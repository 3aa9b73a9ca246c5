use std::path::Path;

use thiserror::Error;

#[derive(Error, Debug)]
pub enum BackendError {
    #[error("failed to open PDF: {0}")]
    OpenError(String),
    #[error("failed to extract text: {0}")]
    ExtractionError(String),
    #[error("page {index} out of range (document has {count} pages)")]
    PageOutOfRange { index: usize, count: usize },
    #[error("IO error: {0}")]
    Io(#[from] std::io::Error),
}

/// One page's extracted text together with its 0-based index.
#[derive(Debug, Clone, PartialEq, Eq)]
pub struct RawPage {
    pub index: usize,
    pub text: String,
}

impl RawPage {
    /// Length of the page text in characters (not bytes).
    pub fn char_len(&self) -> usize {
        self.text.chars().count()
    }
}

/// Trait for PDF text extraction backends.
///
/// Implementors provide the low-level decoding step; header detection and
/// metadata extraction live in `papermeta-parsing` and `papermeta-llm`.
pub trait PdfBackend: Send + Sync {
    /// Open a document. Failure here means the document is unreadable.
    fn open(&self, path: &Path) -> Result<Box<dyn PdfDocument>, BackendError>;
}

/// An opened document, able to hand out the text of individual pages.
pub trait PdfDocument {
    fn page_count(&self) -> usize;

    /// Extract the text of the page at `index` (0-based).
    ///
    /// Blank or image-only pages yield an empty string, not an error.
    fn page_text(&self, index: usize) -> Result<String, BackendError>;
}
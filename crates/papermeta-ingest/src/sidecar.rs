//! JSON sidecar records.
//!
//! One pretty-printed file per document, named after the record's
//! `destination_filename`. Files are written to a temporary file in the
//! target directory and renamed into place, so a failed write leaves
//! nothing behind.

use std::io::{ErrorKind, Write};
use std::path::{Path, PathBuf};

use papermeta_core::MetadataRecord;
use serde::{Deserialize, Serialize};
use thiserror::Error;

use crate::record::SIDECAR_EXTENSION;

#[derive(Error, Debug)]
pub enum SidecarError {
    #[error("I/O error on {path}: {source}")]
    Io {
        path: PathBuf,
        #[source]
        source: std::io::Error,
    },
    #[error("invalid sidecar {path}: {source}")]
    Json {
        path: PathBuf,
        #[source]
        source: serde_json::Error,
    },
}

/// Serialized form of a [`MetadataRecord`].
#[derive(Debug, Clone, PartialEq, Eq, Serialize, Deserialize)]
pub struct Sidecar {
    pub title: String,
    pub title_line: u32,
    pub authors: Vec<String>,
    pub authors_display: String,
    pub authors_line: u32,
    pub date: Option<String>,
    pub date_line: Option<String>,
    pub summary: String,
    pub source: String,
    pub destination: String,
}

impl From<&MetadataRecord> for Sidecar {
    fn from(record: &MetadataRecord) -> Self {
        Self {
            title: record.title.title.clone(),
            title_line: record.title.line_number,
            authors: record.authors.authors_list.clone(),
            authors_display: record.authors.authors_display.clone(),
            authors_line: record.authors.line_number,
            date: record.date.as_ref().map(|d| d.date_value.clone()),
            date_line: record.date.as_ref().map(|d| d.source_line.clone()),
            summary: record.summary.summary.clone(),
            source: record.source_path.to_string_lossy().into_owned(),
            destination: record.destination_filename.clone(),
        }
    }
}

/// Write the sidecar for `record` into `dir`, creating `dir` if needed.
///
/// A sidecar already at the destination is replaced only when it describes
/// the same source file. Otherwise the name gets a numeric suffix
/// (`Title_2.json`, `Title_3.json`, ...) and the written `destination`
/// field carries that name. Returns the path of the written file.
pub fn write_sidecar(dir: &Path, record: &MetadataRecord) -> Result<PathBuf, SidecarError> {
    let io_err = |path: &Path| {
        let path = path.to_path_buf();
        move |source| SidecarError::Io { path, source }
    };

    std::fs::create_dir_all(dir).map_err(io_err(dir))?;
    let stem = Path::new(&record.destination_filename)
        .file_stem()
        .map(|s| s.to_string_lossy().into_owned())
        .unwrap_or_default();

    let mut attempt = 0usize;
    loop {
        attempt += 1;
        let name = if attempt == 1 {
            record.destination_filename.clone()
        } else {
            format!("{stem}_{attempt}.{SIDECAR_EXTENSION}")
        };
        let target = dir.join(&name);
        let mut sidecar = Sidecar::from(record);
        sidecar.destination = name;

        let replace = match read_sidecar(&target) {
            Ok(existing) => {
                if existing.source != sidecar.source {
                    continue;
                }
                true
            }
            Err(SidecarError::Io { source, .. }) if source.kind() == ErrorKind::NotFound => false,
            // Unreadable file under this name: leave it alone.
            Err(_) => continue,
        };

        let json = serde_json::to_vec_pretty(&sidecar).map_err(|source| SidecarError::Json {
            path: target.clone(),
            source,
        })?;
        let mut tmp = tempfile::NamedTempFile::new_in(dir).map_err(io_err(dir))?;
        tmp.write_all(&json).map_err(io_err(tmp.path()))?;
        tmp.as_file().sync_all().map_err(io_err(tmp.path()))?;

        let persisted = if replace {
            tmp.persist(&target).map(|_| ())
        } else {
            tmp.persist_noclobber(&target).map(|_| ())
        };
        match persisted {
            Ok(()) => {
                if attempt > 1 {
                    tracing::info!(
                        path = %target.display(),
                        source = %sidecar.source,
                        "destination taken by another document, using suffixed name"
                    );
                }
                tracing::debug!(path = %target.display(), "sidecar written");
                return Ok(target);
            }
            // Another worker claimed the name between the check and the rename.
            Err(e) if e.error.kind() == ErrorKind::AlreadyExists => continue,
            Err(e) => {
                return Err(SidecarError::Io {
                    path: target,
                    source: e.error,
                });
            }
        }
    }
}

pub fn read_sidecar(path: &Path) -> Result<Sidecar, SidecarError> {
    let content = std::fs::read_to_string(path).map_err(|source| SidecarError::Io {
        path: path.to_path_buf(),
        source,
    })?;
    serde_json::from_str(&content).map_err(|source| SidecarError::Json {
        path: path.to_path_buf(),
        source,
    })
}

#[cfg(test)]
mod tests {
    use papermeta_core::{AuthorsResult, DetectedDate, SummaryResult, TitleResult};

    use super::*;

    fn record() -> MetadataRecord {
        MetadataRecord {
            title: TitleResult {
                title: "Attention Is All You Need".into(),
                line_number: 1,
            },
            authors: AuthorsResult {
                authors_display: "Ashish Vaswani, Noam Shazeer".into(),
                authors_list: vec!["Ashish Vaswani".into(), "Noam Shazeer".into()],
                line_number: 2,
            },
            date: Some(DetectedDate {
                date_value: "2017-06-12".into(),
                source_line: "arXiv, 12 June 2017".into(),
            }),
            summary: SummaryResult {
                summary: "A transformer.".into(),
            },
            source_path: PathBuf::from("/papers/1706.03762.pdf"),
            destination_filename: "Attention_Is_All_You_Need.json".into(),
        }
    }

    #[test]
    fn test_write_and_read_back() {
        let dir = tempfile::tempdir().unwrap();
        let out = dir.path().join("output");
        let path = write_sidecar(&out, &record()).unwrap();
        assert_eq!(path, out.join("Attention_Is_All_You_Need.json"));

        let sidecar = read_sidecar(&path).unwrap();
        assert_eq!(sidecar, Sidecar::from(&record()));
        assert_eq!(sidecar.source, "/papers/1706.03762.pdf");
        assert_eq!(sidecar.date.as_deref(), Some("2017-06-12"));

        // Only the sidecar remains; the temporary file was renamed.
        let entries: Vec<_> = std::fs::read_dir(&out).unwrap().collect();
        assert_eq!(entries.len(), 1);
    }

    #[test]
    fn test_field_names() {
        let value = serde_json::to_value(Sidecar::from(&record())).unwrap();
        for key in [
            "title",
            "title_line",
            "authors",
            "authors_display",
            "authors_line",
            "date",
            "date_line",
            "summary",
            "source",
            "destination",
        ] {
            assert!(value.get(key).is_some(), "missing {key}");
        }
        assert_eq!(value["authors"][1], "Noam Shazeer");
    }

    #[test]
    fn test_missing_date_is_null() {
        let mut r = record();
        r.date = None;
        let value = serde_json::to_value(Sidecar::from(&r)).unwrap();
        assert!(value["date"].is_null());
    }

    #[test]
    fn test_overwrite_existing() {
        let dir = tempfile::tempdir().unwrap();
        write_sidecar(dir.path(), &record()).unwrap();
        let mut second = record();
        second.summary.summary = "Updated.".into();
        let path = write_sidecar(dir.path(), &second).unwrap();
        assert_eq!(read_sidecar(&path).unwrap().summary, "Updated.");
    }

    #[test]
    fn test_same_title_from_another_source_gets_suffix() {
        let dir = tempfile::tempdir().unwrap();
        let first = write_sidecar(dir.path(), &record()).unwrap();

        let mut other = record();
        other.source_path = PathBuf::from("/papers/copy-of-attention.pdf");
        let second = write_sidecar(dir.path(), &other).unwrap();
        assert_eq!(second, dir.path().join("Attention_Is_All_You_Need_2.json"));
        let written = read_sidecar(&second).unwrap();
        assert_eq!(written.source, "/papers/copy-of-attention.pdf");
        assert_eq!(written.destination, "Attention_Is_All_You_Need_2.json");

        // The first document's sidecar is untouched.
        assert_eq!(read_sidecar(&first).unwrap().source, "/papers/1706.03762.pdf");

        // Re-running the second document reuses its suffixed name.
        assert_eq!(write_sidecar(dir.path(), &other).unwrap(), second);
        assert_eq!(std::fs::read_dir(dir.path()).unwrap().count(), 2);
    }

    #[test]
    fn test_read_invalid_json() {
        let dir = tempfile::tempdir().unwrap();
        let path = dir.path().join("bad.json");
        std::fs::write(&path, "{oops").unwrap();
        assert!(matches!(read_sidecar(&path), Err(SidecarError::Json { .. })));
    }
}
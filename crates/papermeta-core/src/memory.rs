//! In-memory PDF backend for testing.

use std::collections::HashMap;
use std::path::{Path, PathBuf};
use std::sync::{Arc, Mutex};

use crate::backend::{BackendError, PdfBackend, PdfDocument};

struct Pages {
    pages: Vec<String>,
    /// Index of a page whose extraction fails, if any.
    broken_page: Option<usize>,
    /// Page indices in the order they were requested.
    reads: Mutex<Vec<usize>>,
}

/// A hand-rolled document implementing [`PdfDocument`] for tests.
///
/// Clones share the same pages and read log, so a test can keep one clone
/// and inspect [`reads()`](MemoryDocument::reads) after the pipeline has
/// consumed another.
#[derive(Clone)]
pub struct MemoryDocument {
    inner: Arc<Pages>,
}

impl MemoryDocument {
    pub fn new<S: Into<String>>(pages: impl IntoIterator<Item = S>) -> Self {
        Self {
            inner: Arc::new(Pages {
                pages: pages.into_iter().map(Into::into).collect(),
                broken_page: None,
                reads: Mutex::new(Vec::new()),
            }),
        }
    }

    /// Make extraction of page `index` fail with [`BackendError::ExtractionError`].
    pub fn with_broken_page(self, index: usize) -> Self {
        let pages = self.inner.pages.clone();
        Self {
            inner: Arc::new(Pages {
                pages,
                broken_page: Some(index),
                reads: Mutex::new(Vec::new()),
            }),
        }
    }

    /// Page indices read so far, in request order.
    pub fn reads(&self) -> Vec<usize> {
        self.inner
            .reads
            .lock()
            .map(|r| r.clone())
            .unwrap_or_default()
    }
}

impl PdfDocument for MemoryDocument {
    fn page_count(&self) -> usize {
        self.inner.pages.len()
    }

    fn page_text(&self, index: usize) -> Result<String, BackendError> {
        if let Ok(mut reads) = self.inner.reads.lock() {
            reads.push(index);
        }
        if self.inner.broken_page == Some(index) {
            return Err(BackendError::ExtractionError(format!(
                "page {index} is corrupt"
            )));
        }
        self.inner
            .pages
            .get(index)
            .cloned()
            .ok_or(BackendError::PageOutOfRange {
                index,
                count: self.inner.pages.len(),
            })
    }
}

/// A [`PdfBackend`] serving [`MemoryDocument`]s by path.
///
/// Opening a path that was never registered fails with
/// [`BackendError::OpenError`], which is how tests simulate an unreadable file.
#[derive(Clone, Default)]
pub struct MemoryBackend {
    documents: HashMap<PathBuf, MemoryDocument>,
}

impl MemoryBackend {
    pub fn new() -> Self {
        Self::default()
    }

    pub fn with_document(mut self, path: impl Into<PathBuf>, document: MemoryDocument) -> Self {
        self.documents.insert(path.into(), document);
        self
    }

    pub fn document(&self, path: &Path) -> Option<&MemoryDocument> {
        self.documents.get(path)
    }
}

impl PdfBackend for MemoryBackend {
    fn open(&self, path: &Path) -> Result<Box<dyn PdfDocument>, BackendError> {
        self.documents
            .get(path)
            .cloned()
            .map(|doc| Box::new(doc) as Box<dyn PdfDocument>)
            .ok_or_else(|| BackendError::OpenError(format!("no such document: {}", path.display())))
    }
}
★ ★ ★ ★
▶ [Work order]: Output only the count of lines in the data containing "MemoryBackend".

▶ [Answer to the problem]: 3